** Opening MATERIAL PROVIDED block **
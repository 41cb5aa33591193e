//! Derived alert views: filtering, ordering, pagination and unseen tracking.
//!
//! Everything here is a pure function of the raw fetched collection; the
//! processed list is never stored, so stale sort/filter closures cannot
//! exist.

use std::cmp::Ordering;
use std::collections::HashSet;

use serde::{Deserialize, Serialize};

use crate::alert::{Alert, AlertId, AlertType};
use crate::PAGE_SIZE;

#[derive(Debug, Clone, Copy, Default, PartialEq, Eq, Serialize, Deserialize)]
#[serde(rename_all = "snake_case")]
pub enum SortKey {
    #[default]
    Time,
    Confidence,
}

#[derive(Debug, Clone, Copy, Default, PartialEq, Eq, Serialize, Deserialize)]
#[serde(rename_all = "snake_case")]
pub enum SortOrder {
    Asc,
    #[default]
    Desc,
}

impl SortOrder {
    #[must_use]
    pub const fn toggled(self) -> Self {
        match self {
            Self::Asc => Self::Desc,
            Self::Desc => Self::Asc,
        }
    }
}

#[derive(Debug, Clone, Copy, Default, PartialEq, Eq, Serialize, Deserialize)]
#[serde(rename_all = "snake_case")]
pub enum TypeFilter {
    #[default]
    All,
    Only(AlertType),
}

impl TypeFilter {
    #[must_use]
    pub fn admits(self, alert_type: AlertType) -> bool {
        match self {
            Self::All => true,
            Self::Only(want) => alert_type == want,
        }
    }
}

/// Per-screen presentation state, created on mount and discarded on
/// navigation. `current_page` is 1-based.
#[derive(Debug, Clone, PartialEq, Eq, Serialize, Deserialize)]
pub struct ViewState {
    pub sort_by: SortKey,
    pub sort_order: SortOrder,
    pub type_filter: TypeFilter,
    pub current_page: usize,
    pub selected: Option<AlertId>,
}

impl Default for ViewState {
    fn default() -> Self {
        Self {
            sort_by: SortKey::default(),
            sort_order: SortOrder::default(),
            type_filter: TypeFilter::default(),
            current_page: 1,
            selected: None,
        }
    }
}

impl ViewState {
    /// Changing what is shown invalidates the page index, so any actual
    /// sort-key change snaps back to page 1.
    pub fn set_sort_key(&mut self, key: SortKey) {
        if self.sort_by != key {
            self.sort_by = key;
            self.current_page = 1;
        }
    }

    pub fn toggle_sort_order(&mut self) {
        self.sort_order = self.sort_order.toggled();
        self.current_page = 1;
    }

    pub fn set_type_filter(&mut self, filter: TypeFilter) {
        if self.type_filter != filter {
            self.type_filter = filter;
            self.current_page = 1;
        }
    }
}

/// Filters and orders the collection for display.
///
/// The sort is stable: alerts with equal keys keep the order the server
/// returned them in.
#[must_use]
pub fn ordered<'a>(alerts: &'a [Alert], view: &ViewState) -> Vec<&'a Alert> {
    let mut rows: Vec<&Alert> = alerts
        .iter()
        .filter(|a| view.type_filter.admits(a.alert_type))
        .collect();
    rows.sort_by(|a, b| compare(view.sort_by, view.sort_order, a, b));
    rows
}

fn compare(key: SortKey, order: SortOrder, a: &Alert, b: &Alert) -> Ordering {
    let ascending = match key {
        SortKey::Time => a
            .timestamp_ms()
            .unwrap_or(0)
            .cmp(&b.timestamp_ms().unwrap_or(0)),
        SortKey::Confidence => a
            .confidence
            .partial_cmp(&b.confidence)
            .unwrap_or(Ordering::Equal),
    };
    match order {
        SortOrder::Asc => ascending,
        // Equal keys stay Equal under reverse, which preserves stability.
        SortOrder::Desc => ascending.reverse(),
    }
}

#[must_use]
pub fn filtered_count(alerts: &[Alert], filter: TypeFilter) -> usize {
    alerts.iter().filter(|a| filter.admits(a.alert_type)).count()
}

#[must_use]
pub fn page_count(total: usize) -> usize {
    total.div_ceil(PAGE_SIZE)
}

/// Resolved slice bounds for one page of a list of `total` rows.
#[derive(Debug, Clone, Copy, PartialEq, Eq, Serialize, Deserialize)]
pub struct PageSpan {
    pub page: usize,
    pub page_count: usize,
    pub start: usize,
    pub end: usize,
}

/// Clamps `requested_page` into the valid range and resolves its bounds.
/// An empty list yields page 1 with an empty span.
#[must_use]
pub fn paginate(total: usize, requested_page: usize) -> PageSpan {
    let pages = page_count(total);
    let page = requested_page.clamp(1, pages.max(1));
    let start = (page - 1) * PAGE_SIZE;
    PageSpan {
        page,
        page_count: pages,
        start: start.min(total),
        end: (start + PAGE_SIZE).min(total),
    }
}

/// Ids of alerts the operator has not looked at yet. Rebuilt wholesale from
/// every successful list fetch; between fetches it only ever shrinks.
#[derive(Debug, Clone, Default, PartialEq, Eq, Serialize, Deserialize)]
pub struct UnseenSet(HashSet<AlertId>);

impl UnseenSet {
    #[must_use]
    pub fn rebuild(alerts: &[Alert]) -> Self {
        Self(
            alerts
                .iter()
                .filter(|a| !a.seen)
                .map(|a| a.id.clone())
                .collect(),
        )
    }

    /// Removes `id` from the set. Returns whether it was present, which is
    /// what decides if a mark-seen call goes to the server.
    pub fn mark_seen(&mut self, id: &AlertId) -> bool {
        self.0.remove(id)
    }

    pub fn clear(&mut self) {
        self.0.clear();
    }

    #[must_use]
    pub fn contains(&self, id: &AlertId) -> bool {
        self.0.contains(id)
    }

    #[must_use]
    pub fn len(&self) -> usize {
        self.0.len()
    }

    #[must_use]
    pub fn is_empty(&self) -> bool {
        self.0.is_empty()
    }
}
** Closing MATERIAL PROVIDED block **
• [REQUIREMENT]:
Take the entries above and repeat them. Alter nothing.

• [RESPONSE BOX]:
repository 41cb5aa33591193e
//! Derived alert views: filtering, ordering, pagination and unseen tracking.
//!
//! Everything here is a pure function of the raw fetched collection; the
//! processed list is never stored, so stale sort/filter closures cannot
//! exist.

use std::cmp::Ordering;
use std::collections::HashSet;

use serde::{Deserialize, Serialize};

use crate::alert::{Alert, AlertId, AlertType};
use crate::PAGE_SIZE;

#[derive(Debug, Clone, Copy, Default, PartialEq, Eq, Serialize, Deserialize)]
#[serde(rename_all = "snake_case")]
pub enum SortKey {
    #[default]
    Time,
    Confidence,
}

#[derive(Debug, Clone, Copy, Default, PartialEq, Eq, Serialize, Deserialize)]
#[serde(rename_all = "snake_case")]
pub enum SortOrder {
    Asc,
    #[default]
    Desc,
}

impl SortOrder {
    #[must_use]
    pub const fn toggled(self) -> Self {
        match self {
            Self::Asc => Self::Desc,
            Self::Desc => Self::Asc,
        }
    }
}

#[derive(Debug, Clone, Copy, Default, PartialEq, Eq, Serialize, Deserialize)]
#[serde(rename_all = "snake_case")]
pub enum TypeFilter {
    #[default]
    All,
    Only(AlertType),
}

impl TypeFilter {
    #[must_use]
    pub fn admits(self, alert_type: AlertType) -> bool {
        match self {
            Self::All => true,
            Self::Only(want) => alert_type == want,
        }
    }
}

/// Per-screen presentation state, created on mount and discarded on
/// navigation. `current_page` is 1-based.
#[derive(Debug, Clone, PartialEq, Eq, Serialize, Deserialize)]
pub struct ViewState {
    pub sort_by: SortKey,
    pub sort_order: SortOrder,
    pub type_filter: TypeFilter,
    pub current_page: usize,
    pub selected: Option<AlertId>,
}

impl Default for ViewState {
    fn default() -> Self {
        Self {
            sort_by: SortKey::default(),
            sort_order: SortOrder::default(),
            type_filter: TypeFilter::default(),
            current_page: 1,
            selected: None,
        }
    }
}

impl ViewState {
    /// Changing what is shown invalidates the page index, so any actual
    /// sort-key change snaps back to page 1.
    pub fn set_sort_key(&mut self, key: SortKey) {
        if self.sort_by != key {
            self.sort_by = key;
            self.current_page = 1;
        }
    }

    pub fn toggle_sort_order(&mut self) {
        self.sort_order = self.sort_order.toggled();
        self.current_page = 1;
    }

    pub fn set_type_filter(&mut self, filter: TypeFilter) {
        if self.type_filter != filter {
            self.type_filter = filter;
            self.current_page = 1;
        }
    }
}

/// Filters and orders the collection for display.
///
/// The sort is stable: alerts with equal keys keep the order the server
/// returned them in.
#[must_use]
pub fn ordered<'a>(alerts: &'a [Alert], view: &ViewState) -> Vec<&'a Alert> {
    let mut rows: Vec<&Alert> = alerts
        .iter()
        .filter(|a| view.type_filter.admits(a.alert_type))
        .collect();
    rows.sort_by(|a, b| compare(view.sort_by, view.sort_order, a, b));
    rows
}

fn compare(key: SortKey, order: SortOrder, a: &Alert, b: &Alert) -> Ordering {
    let ascending = match key {
        SortKey::Time => a
            .timestamp_ms()
            .unwrap_or(0)
            .cmp(&b.timestamp_ms().unwrap_or(0)),
        SortKey::Confidence => a
            .confidence
            .partial_cmp(&b.confidence)
            .unwrap_or(Ordering::Equal),
    };
    match order {
        SortOrder::Asc => ascending,
        // Equal keys stay Equal under reverse, which preserves stability.
        SortOrder::Desc => ascending.reverse(),
    }
}

#[must_use]
pub fn filtered_count(alerts: &[Alert], filter: TypeFilter) -> usize {
    alerts.iter().filter(|a| filter.admits(a.alert_type)).count()
}

#[must_use]
pub fn page_count(total: usize) -> usize {
    total.div_ceil(PAGE_SIZE)
}

/// Resolved slice bounds for one page of a list of `total` rows.
#[derive(Debug, Clone, Copy, PartialEq, Eq, Serialize, Deserialize)]
pub struct PageSpan {
    pub page: usize,
    pub page_count: usize,
    pub start: usize,
    pub end: usize,
}

/// Clamps `requested_page` into the valid range and resolves its bounds.
/// An empty list yields page 1 with an empty span.
#[must_use]
pub fn paginate(total: usize, requested_page: usize) -> PageSpan {
    let pages = page_count(total);
    let page = requested_page.clamp(1, pages.max(1));
    let start = (page - 1) * PAGE_SIZE;
    PageSpan {
        page,
        page_count: pages,
        start: start.min(total),
        end: (start + PAGE_SIZE).min(total),
    }
}

/// Ids of alerts the operator has not looked at yet. Rebuilt wholesale from
/// every successful list fetch; between fetches it only ever shrinks.
#[derive(Debug, Clone, Default, PartialEq, Eq, Serialize, Deserialize)]
pub struct UnseenSet(HashSet<AlertId>);

impl UnseenSet {
    #[must_use]
    pub fn rebuild(alerts: &[Alert]) -> Self {
        Self(
            alerts
                .iter()
                .filter(|a| !a.seen)
                .map(|a| a.id.clone())
                .collect(),
        )
    }

    /// Removes `id` from the set. Returns whether it was present, which is
    /// what decides if a mark-seen call goes to the server.
    pub fn mark_seen(&mut self, id: &AlertId) -> bool {
        self.0.remove(id)
    }

    pub fn clear(&mut self) {
        self.0.clear();
    }

    #[must_use]
    pub fn contains(&self, id: &AlertId) -> bool {
        self.0.contains(id)
    }

    #[must_use]
    pub fn len(&self) -> usize {
        self.0.len()
    }

    #[must_use]
    pub fn is_empty(&self) -> bool {
        self.0.is_empty()
    }
}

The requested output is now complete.